System of a Down vocalist Serj Tankian, who had historically said no to a new record, seems to be coming around on the idea. Tankian said back in February that he's not sure if the band will make any new music this year, which was much better than his usual answer. Now in an interview with Consequence of Sound, Tankian outright said the band's two new songs give him hope that the band can continue on with a new record. That is, as long as everyone in the band can put aside their creative and philosophical differences.
For those unaware, the band put out two new songs to raise awareness about the ongoing attacks against Artsakh and Armenia, titled "Protect the Land" and "Genocidal Humanoidz", in 2020. They made it clear at the time that those songs were specifically to raise awareness and were not indicative of more things to come.

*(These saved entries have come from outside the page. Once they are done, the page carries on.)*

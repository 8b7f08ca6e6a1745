pub mod cloud;
pub mod frame;

pub use cloud::{ProjectedFrame, Vec3, ZoneSegment};
pub use frame::DistanceFrame;
use crate::constants::MAX_GRID_SIZE;
use std::error::Error;
use std::fmt::Display;
use std::{fmt, io};

#[derive(Debug)]
pub enum TofError {
    InvalidGridSize(usize),
    InvalidFieldOfView(f64),
    Disconnected,
    SerialError(serialport::Error),
    IoError(io::Error),
}

impl fmt::Display for TofError {
    fn fmt(&self, f: &mut fmt::Formatter) -> fmt::Result {
        match self {
            TofError::InvalidGridSize(n) => write!(f, "Grid size must be between 1 and {}. Actually {}.", MAX_GRID_SIZE, n),
            TofError::InvalidFieldOfView(fov) => write!(f, "Field of view must lie strictly between 0 and 180 degrees. Actually {}.", fov),
            TofError::Disconnected => write!(f, "The transport reached end of stream"),
            TofError::IoError(err) => Display::fmt(&err, f),
            TofError::SerialError(err) => Display::fmt(&err, f),
        }
    }
}

impl Error for TofError {
    fn source(&self) -> Option<&(dyn Error + 'static)> {
        match self {
            TofError::IoError(err) => Some(err),
            TofError::SerialError(err) => Some(err),
            _ => None,
        }
    }
}

impl From<io::Error> for TofError {
    fn from(err: io::Error) -> Self {
        TofError::IoError(err)
    }
}

impl From<serialport::Error> for TofError {
    fn from(err: serialport::Error) -> Self {
        TofError::SerialError(err)
    }
}
use clap::Parser;
use std::time::Duration;
use tof_driver::{run_driver, SensorConfig, RENDER_INTERVAL_MS};

#[derive(Parser, Debug)]
#[command(about = "Reads a multi-zone ToF sensor and prints each new frame as JSON.")]
struct Args {
    /// The device path to a serial port
    port: String,
    #[arg(long, default_value_t = 115200)]
    baud_rate: u32,
    /// Zones per side of the sensor grid
    #[arg(long, default_value_t = 8)]
    grid_size: usize,
}

fn main() {
    env_logger::Builder::from_env(env_logger::Env::default().default_filter_or("info")).init();
    let args = Args::parse();

    let config = SensorConfig {
        port_name: args.port,
        baud_rate: args.baud_rate,
        grid_size: args.grid_size,
        ..SensorConfig::default()
    };
    let (driver_threads, frame_rx) = match run_driver(&config) {
        Ok(t) => t,
        Err(_) => std::process::exit(1),
    };

    while driver_threads.is_running() {
        if let Some(frame) = frame_rx.try_take_latest() {
            match serde_json::to_string(&frame) {
                Ok(json) => println!("{}", json),
                Err(e) => log::warn!("{}", e),
            }
        }
        std::thread::sleep(Duration::from_millis(RENDER_INTERVAL_MS));
    }

    drop(driver_threads);
}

"Honestly, I'm extremely proud of us getting together for our people and the cause, at a time where Azerbaijan and Turkey not only attacked Armenians in Artsakh with military equipment, but they also attacked the Armenian nation with disinformation around the world, using caviar diplomacy over the year," said Tankian.
"Azerbaijan bought off a lot of politicians and they tried to create false parody in journalism and in the media — and it succeeded for a little while. So, I'm proud to say that our songs coming out, especially the video for 'Protect The Land', really kind of bit into that all in one day — just kind of boom, let the world know that these are people living on their own indigenous land, they're being attacked, they're trying to protect their families, and they're dying because you got the second largest NATO ally Turkey basically attacking them along with Azerbaijan — both dictatorships attacking a democratic, progressive, first Christian nation society."
"So, I'm really proud of the work that we've done with System of a Down, and it does give me hope that one day we might be able to get it together and do something again together. I think we were able to do it because we were able to put aside our philosophies and our creative differences even, and just go, 'Who's got a song that'll work?,' because at this point it's just a weapon for truth and not about us. And it worked."